Two Proposals to Be Vote on Nov. 9 Occupy Cal General Assembly

 

Proposal One: Endorse Nov. 16 Mobilization

“Occupy Cal endorses the call to massively mobilize to shut down the UC Regents meeting on Nov. 16 to say no to fee hikes, Budget cuts, privatization, and austerity within the University of California and all levels of public education. Bail out the schools, not the banks.”

 

Proposal Two: Issue Initial Statement of Occupy Cal

“We, the UC Berkeley General Assembly, hereby establish an encampment on the UC Berkeley campus. We establish our encampment in order to reverse the privatization of and cuts to all levels of education, and to help the university become what it always should have been: open and free to all.

We disagree with the idea that this university and this land are the property of the UC Regents, the vast majority of whom hail from the top 1% of wealth holders. We recognize that the privatization of the University of California system has not happened in isolation, but is part of a broader process by which wealth becomes increasingly concentrated and the vast majority of the population, especially the por, working class, people of color, indigenous, queer, and other marginalized people, are excluded from political, economic, intellectual and cultural life.

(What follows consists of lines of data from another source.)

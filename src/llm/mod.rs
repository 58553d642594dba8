//! Model Service Clients
//!
//! This module wraps the remote model service used for two capabilities:
//!
//! - **Embedding**: text to vector, one request per text
//! - **Generation**: prompt to answer, non-streaming
//!
//! # Architecture
//!
//! - [`Embedder`] / [`LLMClient`] - The traits the pipeline and chat loop depend on
//! - [`OllamaClient`] - The HTTP implementation against an Ollama server
//!
//! # Example
//!
//! ```ignore
//! use groundwork::llm::{Embedder, LLMClient, OllamaClient};
//! use std::time::Duration;
//!
//! let embedder =
//!     OllamaClient::new("http://127.0.0.1:11434", "nomic-embed-text", Duration::from_secs(60))?;
//! let vector = embedder.embed("What is Rust?").await?;
//!
//! let chat = OllamaClient::new("http://127.0.0.1:11434", "llama3.2", Duration::from_secs(300))?;
//! let answer = chat.generate("Say hello").await?;
//! ```

/// Core embedding and generation traits.
pub mod client;
/// Ollama HTTP implementation.
pub mod ollama;

pub use client::{Embedder, LLMClient};
pub use ollama::OllamaClient;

Thus, we stand in solidarity with the greater occupation movement and we encourage other schools, communities, and workplaces to establish occupations of their own.

All decisions that affect the entire camp must be decided by the General Assembly. Any actions taken by individual or groups but not supported by a vote in the General Assembly do not represent the encampment. UC administrators, police, and politicians must respect the decisions of the General Assembly, and no person or group has the ability to speak for the encampment except the General Assembly.

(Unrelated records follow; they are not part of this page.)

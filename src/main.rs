use std::process::ExitCode;
use std::sync::Arc;

use anyhow::{bail, Context};
use groundwork::chat::{load_snapshot, resolve_embed_model, ChatSession, ChatSettings};
use groundwork::cli::{output::Output, Cli, Commands};
use groundwork::pipeline::{ingest_artifact, ArtifactPaths, Pipeline};
use groundwork::scraper::{scrape_all, WikipediaClient};
use groundwork::utils::{config::Config, logging};
use groundwork::{EmbeddingStore, OllamaClient, TextChunker};

#[tokio::main]
async fn main() -> ExitCode {
    let cli = Cli::parse_args();
    let output = if cli.no_color {
        Output::no_color()
    } else {
        Output::new()
    };

    let config = match Config::from_env() {
        Ok(config) => config,
        Err(e) => {
            output.error(&e.to_string());
            return ExitCode::FAILURE;
        }
    };

    if let Err(e) = logging::init(&config.paths.log_dir, cli.verbose) {
        output.error(&e.to_string());
        return ExitCode::FAILURE;
    }

    match run(&cli.command, &config, &output).await {
        Ok(()) => ExitCode::SUCCESS,
        Err(e) => {
            tracing::error!("{:#}", e);
            output.error(&format!("{:#}", e));
            ExitCode::FAILURE
        }
    }
}

async fn run(command: &Commands, config: &Config, output: &Output) -> anyhow::Result<()> {
    match command {
        Commands::Scrape => {
            output.banner();
            scrape(config, output).await
        }
        Commands::Pipeline => {
            output.banner();
            pipeline(config, output).await
        }
        Commands::Ingest { embeddings } => {
            let path = embeddings
                .clone()
                .unwrap_or_else(|| config.paths.embedding_file());
            ingest(config, output, &path).await
        }
        Commands::Chat => chat(config).await,
        Commands::Build => {
            output.banner();
            output.step(1, 2, "Scraping source pages");
            scrape(config, output).await?;
            output.step(2, 2, "Running ingestion pipeline");
            pipeline(config, output).await
        }
    }
}

async fn scrape(config: &Config, output: &Output) -> anyhow::Result<()> {
    let subjects = &config.scraper.subjects;
    if subjects.is_empty() {
        bail!("Missing WIKI_SUBJECT (example: WIKI_SUBJECT=AI,Machine learning)");
    }
    let workers = config.scraper.workers_for(subjects.len())?;
    let client = Arc::new(WikipediaClient::new(
        config.scraper.api_url.as_str(),
        config.scraper.allow_insecure,
    )?);

    output.info(&format!(
        "Parallel scraping started for {} subjects (workers={})",
        subjects.len(),
        workers
    ));
    let outcomes = scrape_all(client, subjects, workers, &config.paths.scraped_dir).await?;
    output.scrape_summary(&outcomes);

    let failed: Vec<&str> = outcomes
        .iter()
        .filter(|o| !o.is_success())
        .map(|o| o.subject.as_str())
        .collect();
    if !failed.is_empty() {
        bail!("Failed subjects: {}", failed.join(", "));
    }
    Ok(())
}

async fn pipeline(config: &Config, output: &Output) -> anyhow::Result<()> {
    let chunking = config.chunking.validate()?;
    let model = config.ollama.require_embed_model()?;
    let embedder = OllamaClient::new(
        config.ollama.base_url.as_str(),
        model,
        config.ollama.embed_timeout,
    )?;
    let store = EmbeddingStore::open(&config.paths.ingest_db_path)
        .await
        .context("Failed to open ingest DB")?;

    tracing::info!(
        model,
        chunk_size = chunking.chunk_size(),
        overlap = chunking.overlap(),
        "Starting pipeline"
    );

    let mut pipeline = Pipeline::new(TextChunker::new(chunking), &embedder, &store);
    if config.paths.write_artifacts {
        pipeline = pipeline.with_artifacts(ArtifactPaths {
            chunks: config.paths.chunk_file(),
            embeddings: config.paths.embedding_file(),
        });
    }

    let report = pipeline.run_dir(&config.paths.scraped_dir).await?;
    output.pipeline_report(&report, store.location());
    Ok(())
}

async fn ingest(config: &Config, output: &Output, path: &std::path::Path) -> anyhow::Result<()> {
    let store = EmbeddingStore::open(&config.paths.ingest_db_path)
        .await
        .context("Failed to open ingest DB")?;
    let ingested = ingest_artifact(&store, path).await?;

    output.success(&format!("Ingested {} rows into {}", ingested, store.location()));
    Ok(())
}

async fn chat(config: &Config) -> anyhow::Result<()> {
    let chat_model = config.ollama.require_chat_model()?;
    let records = load_snapshot(&config.paths.ingest_db_path).await?;
    let embed_model = resolve_embed_model(config.ollama.embed_model.as_deref(), &records)?;

    let embedder = OllamaClient::new(
        config.ollama.base_url.as_str(),
        embed_model.as_str(),
        config.ollama.embed_timeout,
    )?;
    let llm = OllamaClient::new(
        config.ollama.base_url.as_str(),
        chat_model,
        config.chat.request_timeout,
    )?;

    tracing::info!(
        chat_model,
        embed_model = %embed_model,
        records = records.len(),
        "Chatbot started"
    );

    let session = ChatSession::new(
        Box::new(embedder),
        Box::new(llm),
        records,
        ChatSettings::from_config(&config.chat, config.paths.error_log_file()),
    );

    let stdin = tokio::io::BufReader::new(tokio::io::stdin());
    let mut stdout = std::io::stdout();
    session.run(stdin, &mut stdout).await?;
    Ok(())
}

We will hold General Assemblies everyday at 6pm, unless rescheduled or cancelled by the facilitation committiee. The General Assembly will pass agreements using a modified consensus process adopted from other occupations. A proposal must garner 80% support to pass or must me amended until it gains 80% approval; this means no one person has the power to individually block a proposal.

We will maintain the encampment through the establishment of committiees, including but not limited to the facilitation committiee, programming committiee, safer spaces committee, security committiee, and media committee.

 

We will remain peaceful and non–violent. We will do everything to ensure the campus is a safe space and will not engage in vandalism.

 

We will take care of each other and the space we create.

We will organize.

We will have fun.

We will not end our encampment until we are ready.”